I was married at the age of 25 and soon after found that I was secretly going to nude dancing places and going about once a week and spending quite a bit of money. My first wife and I divorced after being together for 12 years and married for a total of 7. I remarried 2 years later and we now have 3 lovely children. I have found that I stopped going to the nude dancing places but I have allowed porn and lusting to slip back into my life. Last year in August my father died and after flying to the States for the funeral I returned back to Europe and my family stayed behind for about a week. During that time I went on the Internet for a few days losing a lot of sleep and looking at everything possible. I was so embarrassed and tired. I rebuilt the operating system to hide my evidence of going on the Internet and looking at porn. That's when I got an e-mail from a friend I met in another 12 step program and it had a link to the SCA site. From there I went online and started to feel like I had a chance to recover and feel better about myself.
My sobriety has had its ups and downs, but I know there is a place for me to go and be able to talk with people who share the same issues and problems. I have learned that it is important to take things slowly and not demand perfection.
Hello brothers and sisters in recovery. I’m one of the new kids on the block, so I’d like to tell you a little bit about myself.

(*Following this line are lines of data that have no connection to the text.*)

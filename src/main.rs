use std::fs;
use std::path::PathBuf;
use std::process::ExitCode;

use anyhow::{anyhow, Context, Result};
use chess_rules::{Game, GenOptions, PgnLoadOptions, PgnOptions, DEFAULT_FEN};
use clap::{Parser, Subcommand};
use log::info;

#[derive(Parser)]
#[command(name = "chess-rules")]
#[command(about = "Move generation, notation and game-state tools for chess positions")]
struct Args {
    /// Enable debug logging
    #[arg(long, global = true)]
    debug: bool,

    #[command(subcommand)]
    command: Command,
}

#[derive(Subcommand)]
enum Command {
    /// Count leaf nodes of the legal move tree
    Perft {
        /// Position record to start from
        #[arg(short, long, default_value = DEFAULT_FEN)]
        fen: String,

        #[arg(short, long, default_value_t = 4)]
        depth: u32,
    },

    /// Leaf counts per root move
    Divide {
        #[arg(short, long, default_value = DEFAULT_FEN)]
        fen: String,

        #[arg(short, long, default_value_t = 3)]
        depth: u32,
    },

    /// List legal moves in SAN
    Moves {
        #[arg(short, long, default_value = DEFAULT_FEN)]
        fen: String,

        /// Show squares, pieces and flags for each move
        #[arg(short, long)]
        verbose: bool,
    },

    /// Report check, mate and draw conditions of a position
    Status {
        #[arg(short, long, default_value = DEFAULT_FEN)]
        fen: String,
    },

    /// Play moves from a position and report the outcome
    Play {
        #[arg(short, long, default_value = DEFAULT_FEN)]
        fen: String,

        /// Accept coordinate-style and over-disambiguated moves
        #[arg(long)]
        sloppy: bool,

        /// Moves in SAN, applied in order
        moves: Vec<String>,
    },

    /// Load a PGN file and print the game and its final position
    Pgn {
        path: PathBuf,

        #[arg(long)]
        sloppy: bool,

        /// Wrap movetext at this width (0 disables wrapping)
        #[arg(long, default_value_t = 0)]
        width: usize,
    },
}

fn main() -> ExitCode {
    match run() {
        Ok(()) => ExitCode::SUCCESS,
        Err(err) => {
            eprintln!("error: {err:#}");
            ExitCode::FAILURE
        }
    }
}

fn run() -> Result<()> {
    let args = Args::parse();

    let level = if args.debug { "debug" } else { "warn" };
    env_logger::Builder::from_env(env_logger::Env::default().default_filter_or(level)).init();

    match args.command {
        Command::Perft { fen, depth } => {
            let mut game = load(&fen)?;
            let nodes = game.perft(depth);
            info!("perft({}) of {}", depth, fen);
            println!("{nodes}");
        }
        Command::Divide { fen, depth } => {
            let mut game = load(&fen)?;
            let split = game.divide(depth);
            let total: u64 = split.iter().map(|(_, nodes)| nodes).sum();
            for (san, nodes) in split {
                println!("{san}: {nodes}");
            }
            println!();
            println!("Moves: {}", game.moves(&GenOptions::legal()).len());
            println!("Nodes: {total}");
        }
        Command::Moves { fen, verbose } => {
            let mut game = load(&fen)?;
            if verbose {
                for info in game.moves_verbose(&GenOptions::legal()) {
                    let promotion = info.promotion.map(|kind| kind.to_char()).unwrap_or(' ');
                    println!(
                        "{:<8} {}{} {} {} {}",
                        info.san,
                        info.from,
                        info.to,
                        info.piece.to_char(),
                        promotion,
                        info.flags
                    );
                }
            } else {
                println!("{}", game.moves(&GenOptions::legal()).join(" "));
            }
        }
        Command::Status { fen } => {
            let mut game = load(&fen)?;
            print!("{game}");
            println!("turn:                  {:?}", game.turn());
            println!("check:                 {}", game.in_check());
            println!("checkmate:             {}", game.in_checkmate());
            println!("stalemate:             {}", game.in_stalemate());
            println!("insufficient material: {}", game.insufficient_material());
            println!("draw:                  {}", game.in_draw());
            println!("state:                 {:?}", game.game_state());
        }
        Command::Play { fen, sloppy, moves } => {
            let mut game = load(&fen)?;
            for san in &moves {
                game.play_san(san, sloppy)
                    .ok_or_else(|| anyhow!("illegal move {:?} in {}", san, game.fen()))?;
            }
            print!("{game}");
            println!("{}", game.fen());
            println!("{:?}", game.game_state());
        }
        Command::Pgn {
            path,
            sloppy,
            width,
        } => {
            let text = fs::read_to_string(&path)
                .with_context(|| format!("failed to read {}", path.display()))?;
            let mut game = Game::new();
            let options = PgnLoadOptions {
                sloppy,
                ..PgnLoadOptions::default()
            };
            game.load_pgn(&text, &options)
                .with_context(|| format!("failed to load {}", path.display()))?;
            let options = PgnOptions {
                max_width: width,
                ..PgnOptions::default()
            };
            println!("{}", game.pgn(&options));
            println!();
            print!("{game}");
            println!("{}", game.fen());
            println!("{:?}", game.game_state());
        }
    }

    Ok(())
}

fn load(fen: &str) -> Result<Game> {
    Game::from_fen(fen).with_context(|| format!("invalid position record {:?}", fen))
}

I’m originally from the USA, but I live in a small town in Japan near the port of Kobe. I have lived here for almost 18 years now, which at my age is past the point of no return. My life has always been a mess: sex and drugs and alcohol. The order of preference often fluctuated, but those were the driving forces of my life. That is until I met my wife -- a cute little girl from Japan. I hid my drug abuse from her and she complained about the alcohol. I never thought I could ever get along with anyone that strict, but the bug bit. She had to go back to Japan because her visa ran out. A few months later I came to Japan and we got married in Kobe. I expected to stay for about month, but I got a job and the first thing I knew ten years had flown by.
Drugs were practically non-existent in Japan 18 years ago so that cured one of my problems. Then alcohol took over. I finally made it to AA in 1994 and have been sober since my second meeting.

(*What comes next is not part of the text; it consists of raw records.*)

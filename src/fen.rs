//! Position records (FEN): validation, loading and export.

use std::str::FromStr;

use lazy_static::lazy_static;
use log::debug;
use regex::Regex;

use crate::board::{Color, Piece};
use crate::error::FenError;
use crate::geometry::Square;
use crate::position::{CastleSide, Position};

pub const DEFAULT_FEN: &str = "rnbqkbnr/pppppppp/8/8/8/8/PPPPPPPP/RNBQKBNR w KQkq - 0 1";

lazy_static! {
    static ref EN_PASSANT_FIELD: Regex = Regex::new(r"^(-|[a-h][1-9])$").unwrap();
    static ref CASTLING_FIELD: Regex = Regex::new(r"^(KQ?k?q?|Qk?q?|kq?|q|-)$").unwrap();
}

/// Splits a record into its six fields, defaulting the clocks of a
/// four-field record to `0` and `1`.
fn fields(fen: &str) -> Result<[&str; 6], FenError> {
    let mut tokens: Vec<&str> = fen.split_whitespace().collect();
    if tokens.len() == 4 {
        tokens.extend(["0", "1"]);
    }
    match tokens.as_slice() {
        &[placement, turn, castling, en_passant, halfmove, fullmove] => {
            Ok([placement, turn, castling, en_passant, halfmove, fullmove])
        }
        _ => Err(FenError::FieldCount),
    }
}

/// Checks a position record without building a position.
///
/// Checks run in a fixed order and the first violation found is reported.
pub fn validate_fen(fen: &str) -> Result<(), FenError> {
    let [placement, turn, castling, en_passant, halfmove, fullmove] = fields(fen)?;

    match fullmove.parse::<u32>() {
        Ok(n) if n > 0 => {}
        _ => return Err(FenError::InvalidMoveNumber),
    }
    if halfmove.parse::<u32>().is_err() {
        return Err(FenError::InvalidHalfmoveClock);
    }

    if !EN_PASSANT_FIELD.is_match(en_passant) {
        return Err(FenError::InvalidEnPassant);
    }
    if !CASTLING_FIELD.is_match(castling) {
        return Err(FenError::InvalidCastling);
    }
    if turn != "w" && turn != "b" {
        return Err(FenError::InvalidSideToMove);
    }

    let rows: Vec<&str> = placement.split('/').collect();
    if rows.len() != 8 {
        return Err(FenError::RankCount);
    }
    for row in rows {
        let mut files = 0u32;
        let mut previous_was_digit = false;
        for c in row.chars() {
            if let Some(run) = c.to_digit(10) {
                if previous_was_digit {
                    return Err(FenError::ConsecutiveDigits);
                }
                if run == 0 {
                    return Err(FenError::RankSize);
                }
                files += run;
                previous_was_digit = true;
            } else {
                if Piece::from_char(c).is_none() {
                    return Err(FenError::InvalidPiece(c));
                }
                files += 1;
                previous_was_digit = false;
            }
        }
        if files != 8 {
            return Err(FenError::RankSize);
        }
    }

    if (en_passant.ends_with('3') && turn == "w") || (en_passant.ends_with('6') && turn == "b") {
        return Err(FenError::ImpossibleEnPassant);
    }

    Ok(())
}

impl Position {
    /// Builds a position from a record. The history starts empty.
    pub fn from_fen(fen: &str) -> Result<Position, FenError> {
        validate_fen(fen)?;
        let [placement, turn, castling, en_passant, halfmove, fullmove] = fields(fen)?;

        let mut position = Position::empty();
        for (row, pieces) in placement.split('/').enumerate() {
            let rank = 7 - row as u8;
            let mut file = 0u8;
            for c in pieces.chars() {
                if let Some(run) = c.to_digit(10) {
                    file += run as u8;
                    continue;
                }
                let piece = Piece::from_char(c).ok_or(FenError::InvalidPiece(c))?;
                let square = Square::new(rank, file).ok_or(FenError::RankSize)?;
                position.put(piece, square)?;
                file += 1;
            }
        }

        position.turn = if turn == "w" { Color::White } else { Color::Black };

        for (letter, color, side) in [
            ('K', Color::White, CastleSide::Kingside),
            ('Q', Color::White, CastleSide::Queenside),
            ('k', Color::Black, CastleSide::Kingside),
            ('q', Color::Black, CastleSide::Queenside),
        ] {
            if castling.contains(letter) {
                position.castling.insert(color, side);
            }
        }

        position.en_passant = match en_passant {
            "-" => None,
            name => Some(name.parse().map_err(|_| FenError::InvalidEnPassant)?),
        };
        position.halfmove_clock = halfmove
            .parse()
            .map_err(|_| FenError::InvalidHalfmoveClock)?;
        position.fullmove_number = fullmove.parse().map_err(|_| FenError::InvalidMoveNumber)?;

        Ok(position)
    }

    /// Replaces this position with the one described by `fen`.
    /// On error the position is left untouched.
    pub fn load(&mut self, fen: &str) -> Result<(), FenError> {
        match Position::from_fen(fen) {
            Ok(position) => {
                *self = position;
                Ok(())
            }
            Err(err) => {
                debug!("rejected position record {:?}: {}", fen, err);
                Err(err)
            }
        }
    }

    pub fn to_fen(&self) -> String {
        format!(
            "{} {} {}",
            self.position_key(),
            self.halfmove_clock,
            self.fullmove_number
        )
    }

    /// The first four record fields: placement, side to move, castling and
    /// en passant. Two positions with equal keys count as the same position
    /// for repetition purposes.
    pub fn position_key(&self) -> String {
        let mut placement = String::new();
        for rank in (0..8u8).rev() {
            let mut empty = 0;
            for file in 0..8u8 {
                match Square::new(rank, file).and_then(|square| self.board.get(square)) {
                    Some(piece) => {
                        if empty > 0 {
                            placement.push_str(&empty.to_string());
                            empty = 0;
                        }
                        placement.push(piece.to_char());
                    }
                    None => empty += 1,
                }
            }
            if empty > 0 {
                placement.push_str(&empty.to_string());
            }
            if rank > 0 {
                placement.push('/');
            }
        }

        let mut castling = String::new();
        for (letter, color, side) in [
            ('K', Color::White, CastleSide::Kingside),
            ('Q', Color::White, CastleSide::Queenside),
            ('k', Color::Black, CastleSide::Kingside),
            ('q', Color::Black, CastleSide::Queenside),
        ] {
            if self.castling.has(color, side) {
                castling.push(letter);
            }
        }
        if !self.castling.any(Color::White) && !self.castling.any(Color::Black) {
            castling.push('-');
        }

        let en_passant = self
            .en_passant
            .map_or_else(|| "-".to_string(), |square| square.to_string());

        format!(
            "{} {} {} {}",
            placement,
            self.turn.to_char(),
            castling,
            en_passant
        )
    }
}

impl FromStr for Position {
    type Err = FenError;

    fn from_str(s: &str) -> Result<Self, Self::Err> {
        Position::from_fen(s)
    }
}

That left only sex. Surely nobody would ask me to give this up, I thought. But my introduction to morality in AA soon began getting to me. In fact, I began to worry if this problem was not going to drive me back to the bottle. But I sat on it for eight years plus.

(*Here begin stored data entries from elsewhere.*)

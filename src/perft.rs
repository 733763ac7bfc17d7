//! Move-tree node counting for validating the generator.

use log::trace;

use crate::movegen::{GenOptions, Move};
use crate::position::Position;

impl Position {
    /// Number of leaf nodes of the legal move tree `depth` plies deep.
    pub fn perft(&mut self, depth: u32) -> u64 {
        if depth == 0 {
            return 1;
        }

        let us = self.turn;
        let mut nodes = 0;
        for mv in self.pseudo_legal_moves(&GenOptions::pseudo_legal()) {
            self.make_move(mv);
            if !self.king_attacked(us) {
                nodes += if depth > 1 { self.perft(depth - 1) } else { 1 };
            }
            self.undo_move();
        }
        nodes
    }

    /// Per-move leaf counts for each legal root move, in generation order.
    pub fn divide(&mut self, depth: u32) -> Vec<(Move, u64)> {
        let mut counts = Vec::new();
        if depth == 0 {
            return counts;
        }

        for mv in self.legal_moves(&GenOptions::legal()) {
            self.make_move(mv);
            let nodes = self.perft(depth - 1);
            self.undo_move();
            trace!("{}: {}", mv, nodes);
            counts.push((mv, nodes));
        }
        counts
    }
}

I thought I could get rid of the problem at the 6th and 7th steps, but alas I was not ENTIRELY ready to have that defect removed. Boy was I ever surprised when I did the 7th step and the next day I wasn’t cured!
Anyway, I finally hit bottom. I cannot describe the mental state I was in. I had to do something, but there are no S-recovery meetings here. The first thing I did was search the Internet for help. I downloaded IRC chat software and I found SCA.
At that time I thought this will never work. I don’t know the people, I can’t see their faces, and I can’t hear their voices. But when the meeting started and the 12 steps started streaming across the screen, I perked up. When I “heard” the first share, I related completely. I began to feel a modicum of hope. After a week or so, though, I still felt like an outsider. I didn’t want to give up, but I needed a more human connection. I finally got up the nerve to ask someone to be my sponsor and I got a telephone number. I had “heard” this person share before, but I couldn’t imagine what kind of personality or voice I would hear on the other side. My heart raced. Then all of a sudden I heard “Hello.” It was a warm and friendly human voice. Right away I felt connected.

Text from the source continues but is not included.